Studies that looked at botulinum-A toxin for overactive bladder, studies of the transobturator male sling, and an investigation of stem cell injections for stress urinary incontinence all show promise, but all raise important clinical questions.

Key Points

These studies and a study about whether to install a sling during pelvic organ prolapse repair or to do so in the event of incontinence were selected by Dr. Raz as noteworthy presentations from this year's AUA annual meeting.

The average duration of efficacy of intravesical botulinum toxin A for refractory overactive bladder is 6 to 8 months. Repeat botulinum injections seemed safe, and re-treatment showed no diminution in efficacy.

"The results are promising and encouraging," Dr. Raz told Urology Times. "The treatment appears to be safe, and there appears to be no diminution of efficacy, but we need further comparative study to confirm those findings."

He added that these studies should be prospective, randomized, comparative trials and should define the duration of efficacy, dosages, and injection sites, as well as which patients are most likely to respond to the treatment.
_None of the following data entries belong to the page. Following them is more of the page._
fn wire_create_form(ctx: &Rc<AppContext>, reload: Rc<dyn Fn()>) -> Result<(), wasm_bindgen::JsValue> {
    // estado del borrador: líneas agregadas y el req_id devuelto por el save
    let lines: Rc<RefCell<Vec<RequisitionLine>>> = Rc::new(RefCell::new(Vec::new()));
    let draft_id: Rc<RefCell<Option<String>>> = Rc::new(RefCell::new(None));

    if let Some(btn) = get_element_by_id("btn-req-new") {
        on_click(&btn, move |_| {
            if let Some(panel) = get_element_by_id("req-create") {
                let _ = panel.class_list().toggle("d-none");
            }
        })?;
    }

    if let Some(btn) = get_element_by_id("btn-req-add-line") {
        let lines = lines.clone();
        on_click(&btn, move |_| {
            let line = RequisitionLine {
                item_code: input_value("req-line-item").trim().to_string(),
                qty: input_value("req-line-qty").trim().parse().unwrap_or(0.0),
                uom: input_value("req-line-uom").trim().to_string(),
                remark: input_value("req-line-remark").trim().to_string(),
            };
            if !line.is_valid() {
                set_create_status("กรุณากรอกรายการ จำนวน และหน่วยให้ครบ", true);
                return;
            }
            lines.borrow_mut().push(line);
            for id in ["req-line-item", "req-line-qty", "req-line-uom", "req-line-remark"] {
                set_input_value(id, "");
            }
            set_create_status("", false);
            render_draft_lines(&lines.borrow());
        })?;
    }

    if let Some(btn) = get_element_by_id("btn-req-save") {
        let ctx = ctx.clone();
        let lines = lines.clone();
        let draft_id = draft_id.clone();
        let reload = reload.clone();
        on_click(&btn, move |_| {
            let dept = select_value("req-dept");
            if dept.is_empty() {
                set_create_status("กรุณาเลือกแผนก", true);
                return;
            }
            let payload_lines: Vec<Value> = lines
                .borrow()
                .iter()
                .filter(|l| l.is_valid())
                .map(|l| {
                    json!({
                        "item_code": l.item_code,
                        "qty": l.qty,
                        "uom": l.uom,
                        "remark": l.remark,
                    })
                })
                .collect();
            if payload_lines.is_empty() {
                set_create_status("ต้องมีอย่างน้อย 1 รายการ", true);
                return;
            }

            let ctx = ctx.clone();
            let draft_id = draft_id.clone();
            let reload = reload.clone();
            set_create_status("กำลังบันทึก...", false);
            spawn_local(async move {
                let res = ctx
                    .api
                    .call(
                        "create_requisition",
                        json!({
                            "dept": dept,
                            "requester": input_value("req-requester").trim(),
                            "requester_email": input_value("req-email").trim(),
                            "remark": input_value("req-remark").trim(),
                            "lines": payload_lines,
                        }),
                    )
                    .await;
                if !res.ok {
                    set_create_status(&res.error_text(), true);
                    return;
                }
                let req_id = pick_str(&res.raw, &["req_id", "data.req_id", "data.reqId"])
                    .unwrap_or_default();
                *draft_id.borrow_mut() = Some(req_id.clone());
                set_create_status(&format!("บันทึกแบบร่าง {} แล้ว", req_id), false);
                show_toast("บันทึกแบบร่างสำเร็จ", true);
                if let Some(send) = get_element_by_id("btn-req-send") {
                    let _ = send.remove_attribute("disabled");
                }
                reload();
            });
        })?;
    }

    if let Some(btn) = get_element_by_id("btn-req-send") {
        let ctx = ctx.clone();
        let draft_id = draft_id.clone();
        let reload = reload.clone();
        on_click(&btn, move |_| {
            let Some(req_id) = draft_id.borrow().clone() else {
                set_create_status("ยังไม่ได้บันทึกแบบร่าง", true);
                return;
            };
            if !confirm("ยืนยันส่งใบเบิก? หลังส่งแล้วจะแก้ไขไม่ได้") {
                return;
            }
            let ctx = ctx.clone();
            let reload = reload.clone();
            spawn_local(async move {
                match submit_requisition(&ctx, &req_id).await {
                    Ok(_) => {
                        set_create_status("", false);
                        reload();
                    }
                    Err(msg) => set_create_status(&msg, true),
                }
            });
        })?;
    }

    Ok(())
}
Children in whom botulinum toxin A therapy failed had antibodies to the bacterium, suggesting immune mediation of treatment failure.

This study of 12 patients with neurogenic bladders found that two of six patients who were refractory to treatment had developed antibodies to the toxin.

"This is an important finding that needs to be confirmed," Dr. Raz said. "If it occurs, repeat injections may fail in an undetermined number of patients."

He recommended that studies of immune response be part of all future trials using the agent.

Studies showed conflicting results for transobturator slings used for men with urinary incontinence. In one study, 29% of men suffered severe perineal pain, and only 17% used no more pads, but in another, 86% of patients were dry.

"History appears to be repeating itself," said Dr. Raz, explaining that a passive compression technology was developed in the 1980s. Initial studies suggested that the device was effective, but long-term studies showed that only about 30% of patients remained dry.

"I don't believe we have the final word," he said. "We need to know the long-term effect of passive compression devices. We have very early data. I am concerned with 29% of patients being in serious pain and only 17% being dry."

In 2-year follow-up of ultrasound-guided injection of autologous myoblasts for stress incontinence, pad use for women dropped from 6 to 1 per day, and 63% used no more pads. In men, pad use dropped from 4.9 per day to 1.6 per day, and 28% of patients used no more pads. Imaging showed functional recovery of the external urethral sphincter in both groups.

These data suggest that injections of muscle-derived stem cells appear to be effective in treating stress or mixed urinary incontinence, but little is known about how and why the procedure works.

The research, by a team from Innsbruck, Austria, raises more questions than it answers, Dr. Raz said. The cells were drawn from upper arm muscles and grown in the lab. A specially designed device was used to inject the fibroblasts into the urethral submucosa, and the myoblasts into the rhabdosphincter to reconstruct the muscle. The injections were made under ultrasound guidance, another innovation.